Diese Geschichte ist frei erfunden und hat keinerlei Bezug zum wirklichen Leben der darin beschriebenen Personen.

Die Personen gehören sich selbst, ausser denen, die von der Autorin erfunden / geschaffen wurden.

Die von der Autorin selbst erschaffenen Charaktere und die Handlung der Geschichte sind Eigentum der Autorin.

Vorsätzliche Verstöße gegen die Persönlichkeitsrechte sind nicht beabsichtigt.

© Doris Schneider-Coutandin 2011

 

Author's Chapter Notes:

 

Es ist etwas für all die Neugierigen, die schon immer mal wissen wollten, was auf Sandringham zu Weihnachten wirklich passiert. Die Beschreibungen der Abläufe und die eingeflochtenen Anekdoten sind nicht fiktiv, sie sind wahr und beruhen auf einiger Recherche-Arbeit und auf Berichten aus zuverlässigen Quellen. Alles Weitere ist jedoch pure Fiktion... natürlich!










 

Sie verließen ihr Cottage auf der Halbinsel Anglesey wohl wissend, dass sie erst im neuen Jahr dorthin wieder zurückkehren würden. Erst einmal auf nach London, dort warteten ein paar vorweihnachtliche Verpflichtungen und auch Einkaufstouren, die Cousins, Cousinen und auch schon teils deren Nachkommenschaft mussten schließlich irgendwie beschenkt werden. Während man es als Mann bezüglich seiner Garderobe recht einfach hatte, musste man als Frau ein paar zusätzliche Stopps bei der Einkauferei einlegen, um standesgemäß und zu allen Anlässen angemessen gekleidet zu sein.

Von London aus würde man dann am 23. Dezember nach Norfolk aufbrechen, natürlich war das Ziel Sandringham House, wo die königliche Familie seit Urzeiten schon das Weihnachtsfest im Familienkreis verbrachte.

Mit Sandringham waren für ihn wertvolle, aber auch schmerzliche Erinnerungen verknüpft. Seine Mutter hatte dort sowohl gelacht als auch gelitten. Ersteres selten, letzteres sehr häufig. Ihre Ess- und Persönlichkeitsstörungen waren stets an diesen Tagen ganz besonders stark hervorgetreten, weil sie sich wie unter ständiger Beobachtung, verfolgt von den Adleraugen der Schwiegermutter und anderer Mitglieder der Familie gefühlt hatte. Fast immer hatte sie gedacht, sie würde etwas falsch machen, erneut ins Fettnäpfchen treten und dafür wieder einen Rüffel kassieren, was ihr schon alljährlich im Vorfeld des Weihnachtsfestes Panik verursacht hatte.

Er selbst war zu klein und zu sehr mit den schöneren Dingen des Lebens, wie den Weihnachtsgeschenken, beschäftigt gewesen, um wirklich ermessen zu können, was damals vor sich gegangen war. Er hatte nur gemerkt, dass etwas nicht stimmte, aber was es letztendlich war, hatte er zunächst als kleiner Knirps nicht ausmachen können.

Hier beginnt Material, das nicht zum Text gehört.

//! Cell transformations.
//!
//! A cell transformation turns the running string of a chain into a new
//! string, looking at the current row and the run context when it needs to.
//! Chains fold left from the empty string, so `[column 0, trim]` reads the
//! first cell and then trims it.

use rust_decimal::Decimal;
use serde::{Deserialize, Deserializer, Serialize};
use serde_json::Value;

use super::coerce::{parse_decimal, Coercion};
use crate::error::{EvalError, EvalResult};
use crate::models::ColumnIndex;

/// All available cell operations.
#[derive(Debug, Clone, PartialEq, Serialize, Deserialize)]
#[serde(tag = "type", rename_all = "snake_case", deny_unknown_fields)]
pub enum CellTransformation {
    /// Read a cell of the current row.
    Column { index: ColumnIndex },

    /// A constant. Numbers and booleans are stored as their text.
    Literal {
        #[serde(deserialize_with = "literal_text")]
        value: String,
    },

    /// Next value of the run-wide counter.
    Counter,

    /// `extra + separator + value`, where `extra` is the `with` chain.
    Concat {
        with: Vec<CellTransformation>,
        #[serde(default)]
        separator: String,
    },

    /// Decimal product of the value and the `with` chain.
    Multiply { with: Vec<CellTransformation> },

    /// Decimal quotient of the value by the `with` chain.
    Divide { with: Vec<CellTransformation> },

    /// `"true"` when the `with` chain equals the value as text.
    Equals { with: Vec<CellTransformation> },

    /// Reinterpret the value as a date, number or dollar amount.
    Coerce(Coercion),

    /// Single-occurrence replacements.
    Replace {
        /// Each character replaces its first occurrence.
        #[serde(default, alias = "characters")]
        find: Option<String>,
        /// First occurrence of the whole substring.
        #[serde(default)]
        substring: Option<String>,
        /// Whole value, when it is exactly equal.
        #[serde(default)]
        all: Option<String>,
        #[serde(default)]
        put: String,
    },

    /// Remove leading and trailing whitespace.
    Trim,

    /// Keep or drop a set of characters.
    Character {
        select: String,
        #[serde(default)]
        action: Action,
    },

    /// Facts about the run or the row.
    Meta { value: MetaValue },

    /// Look the value up in a reference table, asking when it is missing.
    Reference {
        table: String,
        #[serde(rename = "match")]
        match_column: String,
        take: String,
        group: String,
    },
}

/// Whether selected things are kept or dropped.
#[derive(Debug, Clone, Copy, PartialEq, Eq, Default, Serialize, Deserialize)]
#[serde(rename_all = "snake_case")]
pub enum Action {
    #[default]
    Keep,
    Drop,
}

impl Action {
    /// Whether an item matching the selection survives.
    pub fn retains(self, selected: bool) -> bool {
        selected == (self == Action::Keep)
    }
}

/// Values exposed by the `meta` operation.
#[derive(Debug, Clone, Copy, PartialEq, Eq, Serialize, Deserialize)]
pub enum MetaValue {
    /// Last day of the run's quarter, `MM/DD/YYYY`.
    #[serde(rename = "quarter.lastday")]
    QuarterLastDay,
    #[serde(rename = "quarter.number")]
    QuarterNumber,
    /// File name of the table the row came from.
    #[serde(rename = "row.source")]
    RowSource,
}

fn literal_text<'de, D>(deserializer: D) -> Result<String, D::Error>
where
    D: Deserializer<'de>,
{
    match Value::deserialize(deserializer)? {
        Value::String(s) => Ok(s),
        Value::Number(n) => Ok(n.to_string()),
        Value::Bool(b) => Ok(b.to_string()),
        other => Err(serde::de::Error::custom(format!(
            "literal value must be a string, number or boolean, got {}",
            other
        ))),
    }
}

impl CellTransformation {
    /// Tag name, as written in configuration files.
    pub fn name(&self) -> &'static str {
        match self {
            CellTransformation::Column { .. } => "column",
            CellTransformation::Literal { .. } => "literal",
            CellTransformation::Counter => "counter",
            CellTransformation::Concat { .. } => "concat",
            CellTransformation::Multiply { .. } => "multiply",
            CellTransformation::Divide { .. } => "divide",
            CellTransformation::Equals { .. } => "equals",
            CellTransformation::Coerce(_) => "coerce",
            CellTransformation::Replace { .. } => "replace",
            CellTransformation::Trim => "trim",
            CellTransformation::Character { .. } => "character",
            CellTransformation::Meta { .. } => "meta",
            CellTransformation::Reference { .. } => "reference",
        }
    }

    /// Nested chain, for operations that embed one.
    pub fn nested(&self) -> Option<&[CellTransformation]> {
        match self {
            CellTransformation::Concat { with, .. }
            | CellTransformation::Multiply { with }
            | CellTransformation::Divide { with }
            | CellTransformation::Equals { with } => Some(with),
            _ => None,
        }
    }
}

// =============================================================================
// Pure string operations
// =============================================================================

/// Replace the first occurrence of each character of `find`, in order.
pub fn replace_characters(value: &str, find: &str, put: &str) -> String {
    let mut result = value.to_string();
    for c in find.chars() {
        if let Some(pos) = result.find(c) {
            result.replace_range(pos..pos + c.len_utf8(), put);
        }
    }
    result
}

/// Apply the `replace` operation.
pub fn apply_replace(
    value: &str,
    find: Option<&str>,
    substring: Option<&str>,
    all: Option<&str>,
    put: &str,
) -> String {
    let mut result = match find {
        Some(find) => replace_characters(value, find, put),
        None => value.to_string(),
    };

    if let Some(sub) = substring.filter(|s| !s.is_empty()) {
        result = result.replacen(sub, put, 1);
    }

    if let Some(all) = all {
        if result == all {
            result = put.to_string();
        }
    }

    result
}

/// Keep (or drop) the characters of `value` present in `select`.
pub fn apply_character(value: &str, select: &str, action: Action) -> String {
    value
        .chars()
        .filter(|c| action.retains(select.contains(*c)))
        .collect()
}

pub fn apply_multiply(value: &str, extra: &str) -> EvalResult<String> {
    let product = parse_decimal(extra)?
        .checked_mul(parse_decimal(value)?)
        .ok_or_else(|| EvalError::Overflow { value: format!("{} * {}", value, extra) })?;
    Ok(product.normalize().to_string())
}

pub fn apply_divide(value: &str, extra: &str) -> EvalResult<String> {
    let divisor = parse_decimal(extra)?;
    if divisor.is_zero() {
        return Err(EvalError::DivisionByZero { value: value.to_string() });
    }
    let quotient = parse_decimal(value)?
        .checked_div(divisor)
        .ok_or_else(|| EvalError::Overflow { value: format!("{} / {}", value, extra) })?;
    Ok(quotient.normalize().to_string())
}

/// Decimal sum of two cells, used when coalescing rows.
pub fn add_cells(a: &str, b: &str) -> EvalResult<String> {
    let sum: Decimal = parse_decimal(a)?
        .checked_add(parse_decimal(b)?)
        .ok_or_else(|| EvalError::Overflow { value: format!("{} + {}", a, b) })?;
    Ok(sum.normalize().to_string())
}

Und als er dann gewusst hatte, was es war, war es ohnehin zu spät gewesen. Die Ehe seiner Eltern hatte da bereits in Scherben gelegen; von der Unrast seiner Mutter nach der Trennung gar nicht zu sprechen.

Und nun war er doch gespannt, wie es in diesem Jahr sein würde. Letztes Jahr hatte er Dienst geschoben, während seine Frau, damals noch seine Verlobte, die Festtage ein letztes Mal komplett bei ihren Eltern verbracht hatte. Es war dies also das erste gemeinsame Weihnachten als Ehepaar und im Kreis der königlichen Familie. Er war neugierig darauf, wie seine Frau alles aufnehmen würde. Für ihn war es an sich ein gewohnter Ablauf:

Zur Teestunde fand man sich gemeinsam ein. Danach beging man den frühen Heiligen Abend in schöner deutscher Tradition – oh ja, ganz im Gegensatz zu der Mehrheit der restlichen Briten – und traf sich am Weihnachtsbaum im großen Salon, der zweistöckig und mit einer dreiseitig umlaufenden Galerie im ersten Stock versehen war, um die Geschenke zu deponieren. Dies ging nach einem exakt ausgeklügelten System mit Kärtchen auf den dafür vorgesehenen langen Tischen vor sich. Der Baum selbst stammte immer von den Ländereien Sandringhams, war an die sechs Meter hoch und wurde unter anderem von seiner Großmutter persönlich geschmückt. Zwar stieg sie nicht auf die Leiter, diese Aufgabe überließ sie jemand anderem aus der Familie, aber sie hatte eindeutig das Kommando beim Schmücken.

Dann wurden auf eine kurze Ansprache seiner Großmutter hin die Geschenke ausgepackt und geöffnet, was doch meist zu einiger Heiterkeit bei den Anwesenden führte, je nachdem, was sich so alles in den Päckchen befand.

Danach bekam man ein bisschen Zeit, um sich auf die Zimmer zurückzuziehen und fürs Dinner umzukleiden. Es war zwar eine Familienangelegenheit, zumeist ohne fremde Gäste, dennoch wurde Wert auf korrekte Kleidung gelegt, denn es handelte sich beim Christmas Eve Dinner um ein so genanntes „Black Tie Event“. Es war also klar, dass die Herren im Smoking zu erscheinen hatten und die Damen Abendkleidung tragen würden.

Vor dem Dinner wurden natürlich erst Cocktails serviert, auch dies geschah im großen Salon vor dem Weihnachtsbaum. Außer seinen Großeltern und seinem Vater, die trockenen Martini bevorzugten, tranken alle anderen Gin Tonic, die Kinder natürlich ausgenommen.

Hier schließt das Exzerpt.